The task:
Below are records; reproduce exactly the lines from the first through the one containing "impl std::fmt::Display for".
++++++++
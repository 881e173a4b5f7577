//! Buffer frames: the pool slots that hold resident pages.

use kiln_common::page::{PageData, PageId, PAGE_SIZE};
use parking_lot::RwLock;
use std::sync::atomic::{AtomicBool, AtomicU32, AtomicU64, Ordering};

/// Packed sentinel meaning no page occupies the frame.
const NO_PAGE: u64 = u64::MAX;

/// Index of a frame within the buffer pool.
#[derive(Debug, Clone, Copy, PartialEq, Eq, Hash)]
pub struct FrameId(pub u32);

impl std::fmt::Display for FrameId {
    fn fmt(&self, f: &mut std::fmt::Formatter<'_>) -> std::fmt::Result {
        write!(f, "frame:{}", self.0)
    }
}

/// A buffer pool slot holding one page plus its bookkeeping state.
///
/// The pin count is the pool's reference count on the page: a frame with a
/// nonzero pin count is never selected for eviction. Dirtiness is declared by
/// the caller when unpinning and cleared when the page is written back.
pub struct BufferFrame {
    /// Frame index in the pool.
    frame_id: FrameId,
    /// Occupying page, packed as u64 (NO_PAGE when empty).
    page: AtomicU64,
    /// Page bytes.
    data: RwLock<Box<PageData>>,
    /// Number of outstanding pins.
    pins: AtomicU32,
    /// Set when the frame content differs from its on-disk page.
    dirty: AtomicBool,
    /// Second-chance bit consulted by the clock replacer.
    referenced: AtomicBool,
}

impl BufferFrame {
    /// Creates an empty frame.
    pub fn new(frame_id: FrameId) -> Self {
        Self {
            frame_id,
            page: AtomicU64::new(NO_PAGE),
            data: RwLock::new(Box::new([0u8; PAGE_SIZE])),
            pins: AtomicU32::new(0),
            dirty: AtomicBool::new(false),
            referenced: AtomicBool::new(false),
        }
    }

    /// Returns the frame index.
    #[inline]
    pub fn frame_id(&self) -> FrameId {
        self.frame_id
    }

    /// Returns the page currently held by this frame, if any.
    #[inline]
    pub fn page_id(&self) -> Option<PageId> {
        match self.page.load(Ordering::Acquire) {
            NO_PAGE => None,
            packed => Some(PageId::from_u64(packed)),
        }
    }

    /// Assigns or clears the page held by this frame.
    #[inline]
    pub fn set_page_id(&self, page_id: Option<PageId>) {
        let packed = page_id.map(|p| p.as_u64()).unwrap_or(NO_PAGE);
        self.page.store(packed, Ordering::Release);
    }

    /// Returns the current pin count.
    #[inline]
    pub fn pin_count(&self) -> u32 {
        self.pins.load(Ordering::Acquire)
    }

    /// Adds a pin and sets the second-chance bit.
    #[inline]
    pub fn pin(&self) {
        self.pins.fetch_add(1, Ordering::AcqRel);
        self.referenced.store(true, Ordering::Relaxed);
    }

    /// Removes a pin, returning the new pin count. Saturates at zero.
    #[inline]
    pub fn unpin(&self) -> u32 {
        let prev = self.pins.fetch_sub(1, Ordering::AcqRel);
        if prev == 0 {
            self.pins.store(0, Ordering::Release);
            return 0;
        }
        prev - 1
    }

    /// Returns true if any pins are outstanding.
    #[inline]
    pub fn is_pinned(&self) -> bool {
        self.pin_count() > 0
    }

    /// Returns true if the frame content needs write-back.
    #[inline]
    pub fn is_dirty(&self) -> bool {
        self.dirty.load(Ordering::Acquire)
    }

    /// Sets or clears the dirty flag.
    #[inline]
    pub fn set_dirty(&self, dirty: bool) {
        self.dirty.store(dirty, Ordering::Release);
    }

    /// Returns the second-chance bit.
    #[inline]
    pub fn referenced(&self) -> bool {
        self.referenced.load(Ordering::Relaxed)
    }

    /// Clears the second-chance bit.
    #[inline]
    pub fn clear_referenced(&self) {
        self.referenced.store(false, Ordering::Relaxed);
    }

    /// Acquires read access to the page bytes.
    #[inline]
    pub fn read(&self) -> parking_lot::RwLockReadGuard<'_, Box<PageData>> {
        self.data.read()
    }

    /// Acquires write access to the page bytes.
    #[inline]
    pub fn write(&self) -> parking_lot::RwLockWriteGuard<'_, Box<PageData>> {
        self.data.write()
    }

    /// Overwrites the frame content from a source buffer.
    #[inline]
    pub fn fill_from(&self, src: &[u8]) {
        let mut data = self.data.write();
        let len = src.len().min(PAGE_SIZE);
        data[..len].copy_from_slice(&src[..len]);
    }

    /// Returns the frame to its empty, zeroed state.
    pub fn reset(&self) {
        self.page.store(NO_PAGE, Ordering::Release);
        self.pins.store(0, Ordering::Release);
        self.dirty.store(false, Ordering::Release);
        self.referenced.store(false, Ordering::Relaxed);
        self.data.write().fill(0);
    }
}

impl std::fmt::Debug for BufferFrame {
    fn fmt(&self, f: &mut std::fmt::Formatter<'_>) -> std::fmt::Result {
        f.debug_struct("BufferFrame")
            .field("frame_id", &self.frame_id)
            .field("page_id", &self.page_id())
            .field("pins", &self.pin_count())
            .field("dirty", &self.is_dirty())
            .finish()
    }
}
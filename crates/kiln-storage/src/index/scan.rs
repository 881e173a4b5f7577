//! Range scan operators and state.

use kiln_common::{KilnError, Result};

/// Comparison operator for scan bounds.
///
/// `start_scan` accepts `GT`/`GTE` for the low bound and `LT`/`LTE` for the
/// high bound; anything else is rejected with `BadOpcodes`.
#[derive(Debug, Clone, Copy, PartialEq, Eq)]
pub enum ScanOp {
    /// Less than.
    LT,
    /// Less than or equal.
    LTE,
    /// Greater than or equal.
    GTE,
    /// Greater than.
    GT,
}

/// A validated scan range.
///
/// Construction guarantees `low_op` is `GT` or `GTE`, `high_op` is `LT` or
/// `LTE`, and `low <= high`.
#[derive(Debug, Clone, Copy)]
pub struct ScanRange {
    pub low: i32,
    pub low_op: ScanOp,
    pub high: i32,
    pub high_op: ScanOp,
}

impl ScanRange {
    /// Validates operators and bounds.
    pub fn new(low: i32, low_op: ScanOp, high: i32, high_op: ScanOp) -> Result<ScanRange> {
        if !matches!(low_op, ScanOp::GT | ScanOp::GTE) {
            return Err(KilnError::BadOpcodes);
        }
        if !matches!(high_op, ScanOp::LT | ScanOp::LTE) {
            return Err(KilnError::BadOpcodes);
        }
        if low > high {
            return Err(KilnError::BadScanrange);
        }
        Ok(ScanRange {
            low,
            low_op,
            high,
            high_op,
        })
    }

    /// Returns true if `key` satisfies the low predicate.
    pub fn satisfies_low(&self, key: i32) -> bool {
        match self.low_op {
            ScanOp::GT => key > self.low,
            _ => key >= self.low, // GTE by construction
        }
    }

    /// Probe-time check: true if `key` is so large that neither it nor any
    /// later key can fall inside the range.
    pub fn past_high(&self, key: i32) -> bool {
        match self.high_op {
            ScanOp::LT => key > self.high,
            _ => key >= self.high, // LTE by construction
        }
    }

    /// Yield-time check: true if `key` lies beyond the high bound.
    pub fn exceeds_high(&self, key: i32) -> bool {
        match self.high_op {
            ScanOp::LT => key >= self.high,
            _ => key > self.high, // LTE by construction
        }
    }
}

/// The scan state machine.
///
/// `Positioned` owns the single pinned leaf the active scan keeps in the
/// buffer pool; `Completed` means the range is exhausted and nothing is
/// pinned. Transitions outside this diagram are rejected by the index:
///
/// ```text
/// Idle --start_scan--> Positioned --scan_next--> Positioned | Completed
/// Positioned --end_scan--> Idle      Completed --end_scan--> Idle
/// ```
#[derive(Debug, Clone, Copy)]
pub(crate) enum ScanState {
    /// No scan active.
    Idle,
    /// Positioned on the next entry to yield; `leaf` is pinned.
    Positioned {
        /// Page number of the pinned current leaf.
        leaf: u32,
        /// Index of the next entry to yield within the leaf.
        next_entry: usize,
        /// The validated range being scanned.
        range: ScanRange,
    },
    /// The range is exhausted; the next `scan_next` reports completion.
    Completed,
}
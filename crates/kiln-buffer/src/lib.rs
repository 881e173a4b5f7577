//! Buffer pool management for KilnDB.
//!
//! This crate provides in-memory page caching with:
//! - Fixed-size buffer pool with configurable frame count
//! - Pin counting so callers control page residency
//! - Dirty page tracking for deferred write-back
//! - Clock (second-chance) eviction of unpinned frames

mod frame;
mod page_table;
mod pool;
mod replacer;

pub use frame::{BufferFrame, FrameId};
pub use pool::{BufferPool, BufferPoolConfig, BufferPoolStats, EvictedPage};
pub use replacer::{ClockReplacer, Replacer};
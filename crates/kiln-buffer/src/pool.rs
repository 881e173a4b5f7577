//! Buffer pool manager.

use crate::frame::{BufferFrame, FrameId};
use crate::page_table::PageTable;
use crate::replacer::{ClockReplacer, Replacer};
use kiln_common::page::{PageData, PageId, PAGE_SIZE};
use kiln_common::{KilnError, Result};
use parking_lot::Mutex;
use sysinfo::System;

/// A dirty page displaced from the pool by eviction.
///
/// The caller must write the data to disk before dropping it, otherwise the
/// modifications are lost.
#[derive(Debug)]
pub struct EvictedPage {
    pub page_id: PageId,
    pub data: Box<[u8; PAGE_SIZE]>,
}

/// Configuration for the buffer pool.
#[derive(Debug, Clone)]
pub struct BufferPoolConfig {
    /// Number of frames in the pool.
    pub num_frames: usize,
}

impl Default for BufferPoolConfig {
    fn default() -> Self {
        Self { num_frames: 1024 }
    }
}

/// Buffer pool manager.
///
/// Maintains a fixed array of frames, a residency map from page IDs to
/// frames, a free list, and a clock replacer. Pages are pinned while in use;
/// only unpinned frames are eviction candidates.
pub struct BufferPool {
    /// Configuration.
    config: BufferPoolConfig,
    /// The frame array.
    frames: Vec<BufferFrame>,
    /// Page residency map.
    page_table: PageTable,
    /// Frames not currently holding a page.
    free_list: Mutex<Vec<FrameId>>,
    /// Eviction policy.
    replacer: ClockReplacer,
}

impl BufferPool {
    /// Creates a new buffer pool.
    pub fn new(config: BufferPoolConfig) -> Self {
        let num_frames = config.num_frames;
        let frames: Vec<_> = (0..num_frames)
            .map(|i| BufferFrame::new(FrameId(i as u32)))
            .collect();
        let free_list: Vec<_> = (0..num_frames).map(|i| FrameId(i as u32)).collect();

        Self {
            config,
            frames,
            page_table: PageTable::new(num_frames),
            free_list: Mutex::new(free_list),
            replacer: ClockReplacer::new(num_frames),
        }
    }

    /// Creates a buffer pool sized to a quarter of available system RAM,
    /// with a floor of 1,000 frames for low-memory machines.
    pub fn auto_sized() -> Self {
        let mut sys = System::new();
        sys.refresh_memory();

        let target_bytes = (sys.available_memory() as usize) / 4;
        let num_frames = (target_bytes / PAGE_SIZE).max(1_000);
        Self::new(BufferPoolConfig { num_frames })
    }

    /// Returns the number of frames in the pool.
    pub fn num_frames(&self) -> usize {
        self.config.num_frames
    }

    /// Returns the number of free frames.
    pub fn free_count(&self) -> usize {
        self.free_list.lock().len()
    }

    /// Returns the number of resident pages.
    pub fn page_count(&self) -> usize {
        self.page_table.len()
    }

    /// Returns true if a page is resident.
    pub fn contains(&self, page_id: PageId) -> bool {
        self.page_table.contains(page_id)
    }

    /// Fetches a resident page, pinning its frame. Returns None on a miss.
    pub fn fetch_page(&self, page_id: PageId) -> Option<&BufferFrame> {
        let frame_id = self.page_table.get(page_id)?;
        let frame = &self.frames[frame_id.0 as usize];
        frame.pin();
        self.replacer.record_access(frame_id);
        Some(frame)
    }

    /// Returns a resident page's frame without pinning it.
    ///
    /// Intended for access to pages the caller already holds a pin on; the
    /// frame may be evicted at any time otherwise.
    pub fn peek_page(&self, page_id: PageId) -> Option<&BufferFrame> {
        let frame_id = self.page_table.get(page_id)?;
        Some(&self.frames[frame_id.0 as usize])
    }

    /// Obtains a frame for a new page, evicting if the free list is empty.
    fn acquire_frame(&self) -> Result<(FrameId, Option<EvictedPage>)> {
        if let Some(frame_id) = self.free_list.lock().pop() {
            return Ok((frame_id, None));
        }

        let victim_id = self
            .replacer
            .evict(&|fid| self.frames[fid.0 as usize].pin_count() == 0)
            .ok_or(KilnError::BufferPoolFull)?;
        let frame = &self.frames[victim_id.0 as usize];

        let evicted = match (frame.is_dirty(), frame.page_id()) {
            (true, Some(page_id)) => {
                let mut data = Box::new([0u8; PAGE_SIZE]);
                data.copy_from_slice(&**frame.read());
                Some(EvictedPage { page_id, data })
            }
            _ => None,
        };

        if let Some(old_page_id) = frame.page_id() {
            self.page_table.remove(old_page_id);
        }

        Ok((victim_id, evicted))
    }

    /// Installs a page in the pool with zeroed content, pinned.
    ///
    /// If the page is already resident its existing frame is pinned and
    /// returned unchanged. Any dirty page displaced to make room is returned
    /// for the caller to write back.
    pub fn new_page(&self, page_id: PageId) -> Result<(&BufferFrame, Option<EvictedPage>)> {
        if let Some(frame_id) = self.page_table.get(page_id) {
            let frame = &self.frames[frame_id.0 as usize];
            frame.pin();
            self.replacer.record_access(frame_id);
            return Ok((frame, None));
        }

        let (frame_id, evicted) = self.acquire_frame()?;
        let frame = &self.frames[frame_id.0 as usize];
        frame.reset();
        frame.set_page_id(Some(page_id));
        frame.pin();
        self.page_table.insert(page_id, frame_id);

        Ok((frame, evicted))
    }

    /// Installs a page in the pool with the given content, pinned.
    pub fn load_page(
        &self,
        page_id: PageId,
        data: &[u8],
    ) -> Result<(&BufferFrame, Option<EvictedPage>)> {
        let (frame, evicted) = self.new_page(page_id)?;
        frame.fill_from(data);
        Ok((frame, evicted))
    }

    /// Releases one pin on a page, optionally marking it dirty.
    ///
    /// Returns false if the page is not resident.
    pub fn unpin_page(&self, page_id: PageId, is_dirty: bool) -> bool {
        match self.page_table.get(page_id) {
            Some(frame_id) => {
                let frame = &self.frames[frame_id.0 as usize];
                if is_dirty {
                    frame.set_dirty(true);
                }
                frame.unpin();
                true
            }
            None => false,
        }
    }

    /// Writes back all dirty pages selected by `filter`.
    ///
    /// The write callback receives the page ID and its bytes; on success the
    /// frame's dirty flag is cleared. Pages outside the filter keep their
    /// dirty state untouched. Returns the number of pages written.
    pub fn flush_where<P, W>(&self, filter: P, mut write: W) -> Result<usize>
    where
        P: Fn(PageId) -> bool,
        W: FnMut(PageId, &PageData) -> Result<()>,
    {
        let mut flushed = 0;
        for (page_id, frame_id) in self.page_table.entries() {
            if !filter(page_id) {
                continue;
            }
            let frame = &self.frames[frame_id.0 as usize];
            if !frame.is_dirty() {
                continue;
            }
            {
                let data = frame.read();
                write(page_id, &**data)?;
            }
            frame.set_dirty(false);
            flushed += 1;
        }
        Ok(flushed)
    }

    /// Returns counters describing the pool's current occupancy.
    pub fn stats(&self) -> BufferPoolStats {
        let mut pinned_frames = 0;
        let mut dirty_frames = 0;
        for (_, frame_id) in self.page_table.entries() {
            let frame = &self.frames[frame_id.0 as usize];
            if frame.is_pinned() {
                pinned_frames += 1;
            }
            if frame.is_dirty() {
                dirty_frames += 1;
            }
        }

        BufferPoolStats {
            total_frames: self.config.num_frames,
            free_frames: self.free_count(),
            used_frames: self.page_table.len(),
            pinned_frames,
            dirty_frames,
        }
    }
}

/// Occupancy counters for a buffer pool.
#[derive(Debug, Clone)]
pub struct BufferPoolStats {
    /// Total number of frames.
    pub total_frames: usize,
    /// Frames on the free list.
    pub free_frames: usize,
    /// Frames holding a page.
    pub used_frames: usize,
    /// Frames with a nonzero pin count.
    pub pinned_frames: usize,
    /// Frames awaiting write-back.
    pub dirty_frames: usize,
}

#[cfg(test)]
mod tests {
    use super::*;

    fn test_pool(num_frames: usize) -> BufferPool {
        BufferPool::new(BufferPoolConfig { num_frames })
    }

    #[test]
    fn test_new_pool_is_empty() {
        let pool = test_pool(8);
        assert_eq!(pool.num_frames(), 8);
        assert_eq!(pool.free_count(), 8);
        assert_eq!(pool.page_count(), 0);
    }

    #[test]
    fn test_new_page_pins() {
        let pool = test_pool(8);
        let pid = PageId::new(0, 1);

        let (frame, evicted) = pool.new_page(pid).unwrap();
        assert!(evicted.is_none());
        assert_eq!(frame.page_id(), Some(pid));
        assert!(frame.is_pinned());
        assert_eq!(pool.free_count(), 7);
        assert!(pool.contains(pid));
    }

    #[test]
    fn test_fetch_hit_and_miss() {
        let pool = test_pool(8);
        let pid = PageId::new(0, 1);

        assert!(pool.fetch_page(pid).is_none());

        pool.new_page(pid).unwrap();
        pool.unpin_page(pid, false);

        let frame = pool.fetch_page(pid).unwrap();
        assert_eq!(frame.pin_count(), 1);
    }

    #[test]
    fn test_peek_does_not_pin() {
        let pool = test_pool(8);
        let pid = PageId::new(0, 1);
        pool.new_page(pid).unwrap();

        let frame = pool.peek_page(pid).unwrap();
        assert_eq!(frame.pin_count(), 1); // only the new_page pin
    }

    #[test]
    fn test_unpin_dirty_marks_frame() {
        let pool = test_pool(8);
        let pid = PageId::new(0, 1);

        pool.new_page(pid).unwrap();
        assert!(pool.unpin_page(pid, true));

        let frame = pool.peek_page(pid).unwrap();
        assert!(frame.is_dirty());
        assert!(!frame.is_pinned());
    }

    #[test]
    fn test_unpin_missing_page() {
        let pool = test_pool(8);
        assert!(!pool.unpin_page(PageId::new(0, 99), false));
    }

    #[test]
    fn test_eviction_of_clean_page() {
        let pool = test_pool(2);
        for n in 1..=2 {
            let pid = PageId::new(0, n);
            pool.new_page(pid).unwrap();
            pool.unpin_page(pid, false);
        }

        let (_, evicted) = pool.new_page(PageId::new(0, 3)).unwrap();
        assert!(evicted.is_none());
        assert_eq!(pool.page_count(), 2);
    }

    #[test]
    fn test_eviction_returns_dirty_page() {
        let pool = test_pool(1);
        let pid = PageId::new(0, 1);

        let (frame, _) = pool.new_page(pid).unwrap();
        frame.write()[0] = 0x5A;
        pool.unpin_page(pid, true);

        let (_, evicted) = pool.new_page(PageId::new(0, 2)).unwrap();
        let evicted = evicted.expect("dirty page must surface on eviction");
        assert_eq!(evicted.page_id, pid);
        assert_eq!(evicted.data[0], 0x5A);
    }

    #[test]
    fn test_pool_full_when_all_pinned() {
        let pool = test_pool(2);
        pool.new_page(PageId::new(0, 1)).unwrap();
        pool.new_page(PageId::new(0, 2)).unwrap();

        let result = pool.new_page(PageId::new(0, 3));
        assert!(matches!(result, Err(KilnError::BufferPoolFull)));
    }

    #[test]
    fn test_load_page_copies_content() {
        let pool = test_pool(4);
        let pid = PageId::new(0, 1);
        let src = [0xEEu8; PAGE_SIZE];

        let (frame, _) = pool.load_page(pid, &src).unwrap();
        assert_eq!(frame.read()[PAGE_SIZE - 1], 0xEE);
    }

    #[test]
    fn test_new_page_existing_returns_same_frame() {
        let pool = test_pool(4);
        let pid = PageId::new(0, 1);

        pool.new_page(pid).unwrap();
        pool.unpin_page(pid, false);

        let (frame, evicted) = pool.new_page(pid).unwrap();
        assert!(evicted.is_none());
        assert_eq!(frame.page_id(), Some(pid));
        assert_eq!(pool.page_count(), 1);
    }

    #[test]
    fn test_flush_where_filters_and_clears_dirty() {
        let pool = test_pool(8);
        for n in 1..=3 {
            let pid = PageId::new(n % 2, n);
            pool.new_page(pid).unwrap();
            pool.unpin_page(pid, true);
        }

        let mut written = Vec::new();
        let flushed = pool
            .flush_where(
                |pid| pid.file_id == 1,
                |pid, _| {
                    written.push(pid);
                    Ok(())
                },
            )
            .unwrap();

        assert_eq!(flushed, 2); // pages 1 and 3 live in file 1
        assert_eq!(written.len(), 2);

        // file-0 page keeps its dirty bit
        let frame = pool.peek_page(PageId::new(0, 2)).unwrap();
        assert!(frame.is_dirty());
    }

    #[test]
    fn test_stats() {
        let pool = test_pool(8);

        let p1 = PageId::new(0, 1);
        let p2 = PageId::new(0, 2);
        pool.new_page(p1).unwrap(); // stays pinned
        pool.new_page(p2).unwrap();
        pool.unpin_page(p2, true);

        let stats = pool.stats();
        assert_eq!(stats.total_frames, 8);
        assert_eq!(stats.used_frames, 2);
        assert_eq!(stats.free_frames, 6);
        assert_eq!(stats.pinned_frames, 1);
        assert_eq!(stats.dirty_frames, 1);
    }
}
++++++++
Your solution:
repository 881e173a4b5f7577
//! Buffer frames: the pool slots that hold resident pages.

use kiln_common::page::{PageData, PageId, PAGE_SIZE};
use parking_lot::RwLock;
use std::sync::atomic::{AtomicBool, AtomicU32, AtomicU64, Ordering};

/// Packed sentinel meaning no page occupies the frame.
const NO_PAGE: u64 = u64::MAX;

/// Index of a frame within the buffer pool.
#[derive(Debug, Clone, Copy, PartialEq, Eq, Hash)]
pub struct FrameId(pub u32);

impl std::fmt::Display for FrameId {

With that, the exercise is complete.